> **Problem requirements**
Based on the listing below, report how many lines contain the word "content". Nothing but the number, please.

> **Records for this task**
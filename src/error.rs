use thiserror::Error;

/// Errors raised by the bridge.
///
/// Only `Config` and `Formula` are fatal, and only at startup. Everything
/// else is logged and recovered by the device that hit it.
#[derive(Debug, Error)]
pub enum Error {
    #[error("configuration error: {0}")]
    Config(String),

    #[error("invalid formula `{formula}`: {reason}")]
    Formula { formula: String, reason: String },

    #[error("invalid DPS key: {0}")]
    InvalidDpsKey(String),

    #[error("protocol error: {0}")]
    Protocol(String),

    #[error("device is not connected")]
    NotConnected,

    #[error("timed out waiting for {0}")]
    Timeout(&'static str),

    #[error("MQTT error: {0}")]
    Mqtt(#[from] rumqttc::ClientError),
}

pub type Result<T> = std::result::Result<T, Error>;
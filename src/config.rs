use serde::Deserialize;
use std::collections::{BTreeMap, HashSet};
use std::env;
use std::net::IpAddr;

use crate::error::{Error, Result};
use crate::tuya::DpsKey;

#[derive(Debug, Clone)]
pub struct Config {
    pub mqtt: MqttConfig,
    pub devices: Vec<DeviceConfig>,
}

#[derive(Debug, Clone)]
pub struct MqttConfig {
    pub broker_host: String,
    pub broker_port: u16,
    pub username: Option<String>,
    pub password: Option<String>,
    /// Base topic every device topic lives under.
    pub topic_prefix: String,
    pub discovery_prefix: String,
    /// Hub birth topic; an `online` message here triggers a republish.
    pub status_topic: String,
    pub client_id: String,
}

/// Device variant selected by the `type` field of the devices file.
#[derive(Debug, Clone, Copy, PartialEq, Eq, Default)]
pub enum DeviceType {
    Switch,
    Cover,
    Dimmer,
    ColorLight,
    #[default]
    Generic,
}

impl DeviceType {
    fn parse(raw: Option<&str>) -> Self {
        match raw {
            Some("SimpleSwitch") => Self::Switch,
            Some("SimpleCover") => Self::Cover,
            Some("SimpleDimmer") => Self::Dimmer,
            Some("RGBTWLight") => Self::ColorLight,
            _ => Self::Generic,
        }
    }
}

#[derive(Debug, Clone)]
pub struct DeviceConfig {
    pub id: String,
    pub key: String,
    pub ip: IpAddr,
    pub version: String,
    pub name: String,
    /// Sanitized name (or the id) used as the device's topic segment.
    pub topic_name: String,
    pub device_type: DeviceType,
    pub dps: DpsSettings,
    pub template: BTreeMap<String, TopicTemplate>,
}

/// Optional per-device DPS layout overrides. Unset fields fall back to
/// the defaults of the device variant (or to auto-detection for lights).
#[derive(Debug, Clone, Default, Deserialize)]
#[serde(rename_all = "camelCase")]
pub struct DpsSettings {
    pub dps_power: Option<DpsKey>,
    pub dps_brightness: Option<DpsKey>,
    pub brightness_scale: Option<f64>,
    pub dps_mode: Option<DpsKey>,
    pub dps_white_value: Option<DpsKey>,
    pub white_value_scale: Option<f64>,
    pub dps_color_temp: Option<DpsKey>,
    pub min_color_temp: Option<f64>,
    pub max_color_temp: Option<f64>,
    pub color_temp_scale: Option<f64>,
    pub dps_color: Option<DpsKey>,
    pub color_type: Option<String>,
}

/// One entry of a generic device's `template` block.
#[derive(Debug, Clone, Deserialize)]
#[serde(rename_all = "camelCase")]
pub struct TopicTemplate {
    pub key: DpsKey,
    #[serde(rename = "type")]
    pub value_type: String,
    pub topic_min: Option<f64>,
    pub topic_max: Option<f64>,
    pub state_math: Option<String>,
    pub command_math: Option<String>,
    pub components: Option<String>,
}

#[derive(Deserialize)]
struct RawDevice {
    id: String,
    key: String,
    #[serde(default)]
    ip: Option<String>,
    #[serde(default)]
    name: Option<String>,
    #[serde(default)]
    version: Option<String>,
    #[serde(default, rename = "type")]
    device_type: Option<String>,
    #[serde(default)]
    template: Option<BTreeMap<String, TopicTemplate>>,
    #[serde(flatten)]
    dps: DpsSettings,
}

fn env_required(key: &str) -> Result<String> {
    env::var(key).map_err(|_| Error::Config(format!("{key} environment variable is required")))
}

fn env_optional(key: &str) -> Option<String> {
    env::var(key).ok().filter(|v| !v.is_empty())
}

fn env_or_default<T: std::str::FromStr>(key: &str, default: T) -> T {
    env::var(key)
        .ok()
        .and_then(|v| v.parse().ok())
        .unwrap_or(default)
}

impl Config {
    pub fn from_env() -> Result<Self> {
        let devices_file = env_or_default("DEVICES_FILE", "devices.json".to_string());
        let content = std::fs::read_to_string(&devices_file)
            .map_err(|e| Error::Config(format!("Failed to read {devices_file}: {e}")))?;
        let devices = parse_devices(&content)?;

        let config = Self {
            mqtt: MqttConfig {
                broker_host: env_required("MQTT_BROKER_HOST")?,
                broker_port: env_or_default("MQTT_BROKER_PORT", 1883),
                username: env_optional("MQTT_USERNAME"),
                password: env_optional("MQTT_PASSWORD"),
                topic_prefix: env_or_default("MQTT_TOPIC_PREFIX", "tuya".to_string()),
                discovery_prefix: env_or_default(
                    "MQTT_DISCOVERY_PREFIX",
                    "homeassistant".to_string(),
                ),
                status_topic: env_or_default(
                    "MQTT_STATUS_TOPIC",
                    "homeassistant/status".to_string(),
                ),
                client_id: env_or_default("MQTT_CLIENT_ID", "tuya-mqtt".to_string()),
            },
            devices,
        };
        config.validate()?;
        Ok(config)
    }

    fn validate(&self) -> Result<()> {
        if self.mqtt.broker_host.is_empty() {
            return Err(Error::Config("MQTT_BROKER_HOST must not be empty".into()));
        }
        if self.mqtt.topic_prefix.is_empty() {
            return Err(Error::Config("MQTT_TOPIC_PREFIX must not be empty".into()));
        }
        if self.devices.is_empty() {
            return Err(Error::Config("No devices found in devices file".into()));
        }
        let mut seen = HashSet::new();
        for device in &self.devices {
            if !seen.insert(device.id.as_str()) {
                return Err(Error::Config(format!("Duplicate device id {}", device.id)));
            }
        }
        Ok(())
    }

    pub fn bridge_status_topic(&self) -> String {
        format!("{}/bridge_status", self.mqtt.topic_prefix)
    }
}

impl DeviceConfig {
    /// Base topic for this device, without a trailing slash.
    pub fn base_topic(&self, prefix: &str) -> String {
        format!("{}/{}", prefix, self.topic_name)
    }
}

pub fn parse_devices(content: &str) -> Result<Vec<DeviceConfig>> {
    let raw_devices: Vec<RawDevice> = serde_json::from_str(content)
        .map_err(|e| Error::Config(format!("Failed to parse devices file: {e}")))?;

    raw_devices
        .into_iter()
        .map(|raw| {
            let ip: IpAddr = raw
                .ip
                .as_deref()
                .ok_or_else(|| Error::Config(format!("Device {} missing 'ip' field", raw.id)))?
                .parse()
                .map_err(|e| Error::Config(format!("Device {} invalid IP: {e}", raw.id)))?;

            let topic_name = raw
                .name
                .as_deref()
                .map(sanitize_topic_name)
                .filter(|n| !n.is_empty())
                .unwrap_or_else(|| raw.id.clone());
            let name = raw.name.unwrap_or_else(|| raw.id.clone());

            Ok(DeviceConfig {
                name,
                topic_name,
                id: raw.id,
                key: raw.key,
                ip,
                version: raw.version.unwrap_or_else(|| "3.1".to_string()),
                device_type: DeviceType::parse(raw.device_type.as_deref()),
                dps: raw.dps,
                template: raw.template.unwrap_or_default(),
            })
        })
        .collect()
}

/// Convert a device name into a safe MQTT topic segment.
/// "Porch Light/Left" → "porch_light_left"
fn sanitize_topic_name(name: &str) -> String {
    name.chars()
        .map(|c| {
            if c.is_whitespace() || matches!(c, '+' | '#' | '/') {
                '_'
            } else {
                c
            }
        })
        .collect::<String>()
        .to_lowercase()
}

> **Task result**
4